Even more importantly, no one else, for the entire rest of the thousand year narrative of the Book of Mormon, ever finds themselves in a similar situation where they feel prompted by the Spirit to violate their own conscience. In literally every other story in the text, good acts are celebrated for being inherently good, while evil acts are condemned for being inherently evil, and no one ever has to twist themselves into a pretzel to explain why an evil thing God commanded was good, actually. Like Christ, these prophets presuppose that everyone already knows right from wrong, and that they only need to remind the people therefore to obey their sense of right and wrong, never disregard it. There is no divinely sanctioned polygamy anywhere in the text, nor does anyone use the binding of Isaac to browbeat someone else into violating their conscience. All throughout the Book of Mormon, to follow your conscience is to follow God; the two are never in tension, like they are in the story of Abraham and Isaac.

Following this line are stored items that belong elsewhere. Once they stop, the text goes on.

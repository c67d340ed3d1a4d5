// SPDX-License-Identifier: BUSL-1.1
// Copyright (c) 2026 Alfred Jean LLC

use super::*;

#[yare::parameterized(
    auth        = { Command::Auth("pw".into()),              "auth pw" },
    info        = { Command::Info,                            "info" },
    options_all = { Command::Options { all: true },           "options -a" },
    options     = { Command::Options { all: false },          "options" },
    slot_info   = { Command::SlotInfo,                        "slot-info" },
    slot_opts   = { Command::SlotOptions { slot: 1 },         "slot-options 01 -a" },
    simulation  = { Command::SimulationInfo { slot: 0 },      "simulation-info 00" },
    queue       = { Command::QueueInfo,                       "queue-info" },
    clear       = { Command::UpdatesClear,                    "updates clear" },
    logs        = { Command::LogUpdatesStart,                 "log-updates start" },
    pause_all   = { Command::Pause { slot: None },            "pause" },
    pause_one   = { Command::Pause { slot: Some(2) },         "pause 02" },
    unpause     = { Command::Unpause { slot: None },          "unpause" },
    finish      = { Command::Finish { slot: Some(12) },       "finish 12" },
    heartbeat   = { Command::Heartbeat,                       "heartbeat" },
    exit        = { Command::Exit,                            "exit" },
    raw         = { Command::Raw("ppd\r\n".into()),           "ppd" },
)]
fn command_text(command: Command, expected: &str) {
    assert_eq!(command.to_string(), expected);
    assert_eq!(command.to_line(), format!("{expected}\n"));
}

#[test]
fn updates_add_wraps_inner_command() {
    let command = Command::updates_add(1, Duration::from_secs(5), Command::SlotInfo);
    assert_eq!(command.to_string(), "updates add 1 5 $slot-info");
}

#[test]
fn updates_interval_has_one_second_floor() {
    let command = Command::updates_add(0, Duration::from_millis(200), Command::QueueInfo);
    assert_eq!(command.to_string(), "updates add 0 1 $queue-info");
}
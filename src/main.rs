//! netsense - Main entry point

use clap::Parser;
use netsense::cli::{cmd_generate, cmd_info, cmd_monitor, cmd_train, Cli, Commands};

fn main() -> anyhow::Result<()> {
    // Initialize logging
    tracing_subscriber::fmt()
        .with_env_filter(
            tracing_subscriber::EnvFilter::try_from_default_env()
                .unwrap_or_else(|_| "netsense=info".into()),
        )
        .init();

    let cli = Cli::parse();

    match cli.command {
        Commands::Train {
            samples,
            ratio,
            estimators,
            subsample,
            contamination,
            seed,
            output,
        } => {
            cmd_train(samples, ratio, estimators, subsample, contamination, seed, &output)?;
        }
        Commands::Generate {
            samples,
            ratio,
            seed,
            output,
        } => {
            cmd_generate(samples, ratio, seed, &output)?;
        }
        Commands::Monitor {
            model,
            ticks,
            interval_ms,
            seed,
        } => {
            cmd_monitor(&model, ticks, interval_ms, seed)?;
        }
        Commands::Info { model } => {
            cmd_info(&model)?;
        }
    }

    Ok(())
}
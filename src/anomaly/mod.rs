//! Isolation-forest anomaly detection
//!
//! Training builds an ensemble of randomized binary partition trees
//! over subsamples of a dataset; scoring converts a record's average
//! isolation depth across the ensemble into a score in (0, 1], with
//! the decision threshold derived from the training scores at the
//! model's contamination quantile.

mod isolation_forest;

pub use isolation_forest::{IsolationForestConfig, IsolationForestModel, IsolationTree};

use serde::{Deserialize, Serialize};

/// Scores and decisions for a batch of records, one pair per input
#[derive(Debug, Clone, Serialize, Deserialize)]
pub struct ScoreOutput {
    /// Continuous anomaly scores in (0, 1]
    pub scores: Vec<f64>,
    /// True where the score meets the model's decision threshold
    pub decisions: Vec<bool>,
}

impl ScoreOutput {
    /// Number of anomalous decisions
    pub fn n_anomalous(&self) -> usize {
        self.decisions.iter().filter(|&&d| d).count()
    }
}
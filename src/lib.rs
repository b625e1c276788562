//! netsense - IoT network-traffic anomaly detection
//!
//! Detects anomalous network traffic from a small set of per-packet
//! features with an isolation-forest ensemble, and explains flagged
//! packets by attributing the score deviation to individual features.
//!
//! # Modules
//!
//! ## Core engine
//! - [`traffic`] - Packet data model and synthetic traffic generation
//! - [`anomaly`] - Isolation-forest training and scoring
//! - [`explainability`] - Decision-path feature attribution
//!
//! ## Infrastructure
//! - [`export`] - Model artifact persistence, shared model handle, CSV export
//! - [`monitor`] - Live draw-score-explain tick loop
//! - [`cli`] - Command-line interface

// Core error handling
pub mod error;

// Core engine
pub mod traffic;
pub mod anomaly;
pub mod explainability;

// Infrastructure
pub mod export;
pub mod monitor;

// Services
pub mod cli;

pub use error::{NetsenseError, Result};

/// Re-export commonly used types
pub mod prelude {
    // Error handling
    pub use crate::error::{NetsenseError, Result};

    // Traffic model and synthesis
    pub use crate::traffic::{
        Dataset, FeatureSchema, Label, Protocol, TrafficGenerator, TrafficRecord,
    };

    // Detection
    pub use crate::anomaly::{
        IsolationForestConfig, IsolationForestModel, IsolationTree, ScoreOutput,
    };

    // Explainability
    pub use crate::explainability::{explain, AnomalyExplanation, FeatureAttribution};

    // Persistence
    pub use crate::export::{load_model, save_model, ModelStore};

    // Live monitoring
    pub use crate::monitor::{LiveMonitor, MonitorTick};
}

Maybe this all means that the binding of Isaac is, frankly, not nearly as important to sacral history as we think it is: it’s perhaps only a reminder that all of us will have to go through something deeply unfair during our mortal probations, not that there was anything particularly important about what form it took for Abraham or for us. Or perhaps it’s the opposite, the story is simply too large to reduce to metaphor, too complex to allegorize, too difficult to moralize, who knows. Notably, the unknown author of Genesis never tries to moralize upon the story either; the binding of Isaac is left as an exercise for the reader. Abraham had to wrestle this out for himself; so must we. And just as we cannot live off borrowed light, no one can wrestle this out for us on our behalf. As for how Abraham himself may have wrestled through the implications of all this, the Genesis account remains silent, and Joseph Smith never finished the Book of Abraham about that could have shed some more light on the subject. It probably isn’t for us to know; hence that same divine silence still hangs like a shroud over the story to this day.